**Work item**:
Take the data below and extract the lines from the one with "device's producer index." to the one with "with acquire semantics.", inclusive, exactly as written.

**Records for this task**:
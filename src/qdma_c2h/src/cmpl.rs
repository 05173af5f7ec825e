/*
Copyright 2026 The QDMA-rs Authors.

Licensed under the Apache License, Version 2.0 (the "License");
you may not use this file except in compliance with the License.
You may obtain a copy of the License at

    http://www.apache.org/licenses/LICENSE-2.0

Unless required by applicable law or agreed to in writing, software
distributed under the License is distributed on an "AS IS" BASIS,
WITHOUT WARRANTIES OR CONDITIONS OF ANY KIND, either express or implied.
See the License for the specific language governing permissions and
limitations under the License.
*/

//! Completion (write-back) ring records
//!
//! The device writes one record per received packet. The first 64-bit word
//! of every record carries the control bits; the rest of a wide record is
//! user-defined data.
//!
//! ```text
//!  63                    20 19            4   3     2     1      0
//! ┌────────────────────────┬───────────────┬─────┬─────┬───────┬────────┐
//! │ user-defined data      │ length        │ DSC │ ERR │ COLOR │ FORMAT │
//! └────────────────────────┴───────────────┴─────┴─────┴───────┴────────┘
//! ```
//!
//! A status block after the last record holds the device's producer index.

use alloc::string::String;
use core::fmt::Write;

use bitflags::bitflags;
use bytemuck::{Pod, Zeroable};
use smallvec::SmallVec;

use crate::access::MemOps;
use crate::config::CmplEntrySize;
use crate::error::{C2hError, CmplError};

bitflags! {
    /// Control bits in the first word of a completion record.
    #[repr(transparent)]
    #[derive(Clone, Copy, Debug, PartialEq, Eq, Hash)]
    pub struct CmplFlags: u8 {
        /// Format 1 records carry no length field.
        const FORMAT    = 1 << 0;
        /// Flips every traversal of the completion ring.
        const COLOR     = 1 << 1;
        /// The device flagged this record as bad.
        const ERR       = 1 << 2;
        /// The record consumed at least one descriptor.
        const DESC_USED = 1 << 3;
    }
}

const LENGTH_SHIFT: u32 = 4;
const LENGTH_MASK: u64 = 0xFFFF;

/// Completion status block written by the device after each batch of records.
#[repr(C)]
#[derive(Clone, Copy, Debug, Pod, Zeroable, PartialEq, Eq)]
pub struct CmplStatus {
    /// Next record the device will write.
    pub pidx: u16,
    /// Last consumer index the device has seen.
    pub cidx: u16,
    /// bit 0: color, bits 1-2: interrupt state
    pub color_isr_status: u32,
}

const _: () = assert!(core::mem::size_of::<CmplStatus>() == 8);
const _: () = assert!(CmplStatus::PIDX_OFFSET == 0);

impl CmplStatus {
    pub const SIZE: usize = core::mem::size_of::<Self>();
    pub const PIDX_OFFSET: usize = core::mem::offset_of!(Self, pidx);

    /// Load the device producer index with acquire semantics.
    pub fn read_pidx<M: MemOps>(mem: &M, addr: u64) -> Result<u16, M::Error> {
        mem.load_acquire(addr + Self::PIDX_OFFSET as u64)
    }

    /// Build the control word of a data record. Used by simulated devices and
    /// tests to produce records the parser accepts.
    pub fn encode_word(flags: CmplFlags, len: u16) -> u64 {
        flags.bits() as u64 | ((len as u64 & LENGTH_MASK) << LENGTH_SHIFT)
    }
}

/// One decoded completion record.
///
/// Derived from the raw bytes at the consumer position; the raw bytes are
/// kept so they can be handed out as user-defined data.
#[derive(Clone, Debug, PartialEq, Eq)]
pub struct CmplEntry {
    flags: CmplFlags,
    len: u32,
    cidx: u32,
    raw: SmallVec<[u8; 64]>,
}

impl CmplEntry {
    /// Decode a record without validating it.
    pub fn decode(raw: &[u8], cidx: u32) -> Self {
        let mut word = [0u8; 8];
        let n = raw.len().min(8);
        word[..n].copy_from_slice(&raw[..n]);
        let word = u64::from_le_bytes(word);

        let flags = CmplFlags::from_bits_truncate(word as u8);
        // format 1 records have no length; zero-length transfers are legal
        let len = if !flags.contains(CmplFlags::FORMAT) && flags.contains(CmplFlags::DESC_USED) {
            ((word >> LENGTH_SHIFT) & LENGTH_MASK) as u32
        } else {
            0
        };

        Self {
            flags,
            len,
            cidx,
            raw: SmallVec::from_slice(raw),
        }
    }

    /// Read the record at `cidx` of the ring at `ring_addr`, after a read
    /// barrier.
    pub fn read<M: MemOps>(
        mem: &M,
        ring_addr: u64,
        cidx: u32,
        entry_size: CmplEntrySize,
    ) -> Result<Self, C2hError> {
        let width = entry_size.bytes();
        let addr = ring_addr + cidx as u64 * width as u64;
        let mut raw = [0u8; 64];

        mem.read_barrier();
        mem.read(addr, &mut raw[..width])
            .map_err(|_| C2hError::MemoryAccess(addr))?;

        Ok(Self::decode(&raw[..width], cidx))
    }

    /// Reject records the engine cannot consume.
    pub fn validate(&self, udd_en: bool) -> Result<(), CmplError> {
        if self.flags.contains(CmplFlags::ERR) {
            return Err(CmplError::ErrBit(self.cidx));
        }
        if self.flags.contains(CmplFlags::FORMAT) {
            return Err(CmplError::Format(self.cidx));
        }
        if !self.flags.contains(CmplFlags::DESC_USED) && !udd_en {
            return Err(CmplError::NoDescNoUdd(self.cidx));
        }
        Ok(())
    }

    /// A record is unconsumed when its color matches the expected color of
    /// the current traversal.
    #[inline]
    pub fn is_new(&self, expected_color: bool) -> bool {
        self.color() == expected_color
    }

    #[inline]
    pub fn flags(&self) -> CmplFlags {
        self.flags
    }

    #[inline]
    pub fn color(&self) -> bool {
        self.flags.contains(CmplFlags::COLOR)
    }

    #[inline]
    pub fn desc_used(&self) -> bool {
        self.flags.contains(CmplFlags::DESC_USED)
    }

    /// Packet length in bytes.
    #[inline]
    pub fn len(&self) -> u32 {
        self.len
    }

    #[inline]
    pub fn is_empty(&self) -> bool {
        self.len == 0
    }

    #[inline]
    pub fn cidx(&self) -> u32 {
        self.cidx
    }

    /// The whole raw record, as passed to packet handlers as user-defined data.
    #[inline]
    pub fn raw(&self) -> &[u8] {
        &self.raw
    }
}

/// Format `raw` as offset-prefixed hex lines of 16 bytes.
pub fn hex_dump(out: &mut String, prefix: &str, raw: &[u8]) {
    for (line, chunk) in raw.chunks(16).enumerate() {
        let _ = write!(out, "{prefix}{:08x}:", line * 16);
        for b in chunk {
            let _ = write!(out, " {b:02x}");
        }
        out.push('\n');
    }
}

**Reply**:
//! A status block after the last record holds the device's producer index.

use alloc::string::String;
use core::fmt::Write;

use bitflags::bitflags;
use bytemuck::{Pod, Zeroable};
use smallvec::SmallVec;

use crate::access::MemOps;
use crate::config::CmplEntrySize;
use crate::error::{C2hError, CmplError};

bitflags! {
    /// Control bits in the first word of a completion record.
    #[repr(transparent)]
    #[derive(Clone, Copy, Debug, PartialEq, Eq, Hash)]
    pub struct CmplFlags: u8 {
        /// Format 1 records carry no length field.
        const FORMAT    = 1 << 0;
        /// Flips every traversal of the completion ring.
        const COLOR     = 1 << 1;
        /// The device flagged this record as bad.
        const ERR       = 1 << 2;
        /// The record consumed at least one descriptor.
        const DESC_USED = 1 << 3;
    }
}

const LENGTH_SHIFT: u32 = 4;
const LENGTH_MASK: u64 = 0xFFFF;

/// Completion status block written by the device after each batch of records.
#[repr(C)]
#[derive(Clone, Copy, Debug, Pod, Zeroable, PartialEq, Eq)]
pub struct CmplStatus {
    /// Next record the device will write.
    pub pidx: u16,
    /// Last consumer index the device has seen.
    pub cidx: u16,
    /// bit 0: color, bits 1-2: interrupt state
    pub color_isr_status: u32,
}

const _: () = assert!(core::mem::size_of::<CmplStatus>() == 8);
const _: () = assert!(CmplStatus::PIDX_OFFSET == 0);

impl CmplStatus {
    pub const SIZE: usize = core::mem::size_of::<Self>();
    pub const PIDX_OFFSET: usize = core::mem::offset_of!(Self, pidx);

    /// Load the device producer index with acquire semantics.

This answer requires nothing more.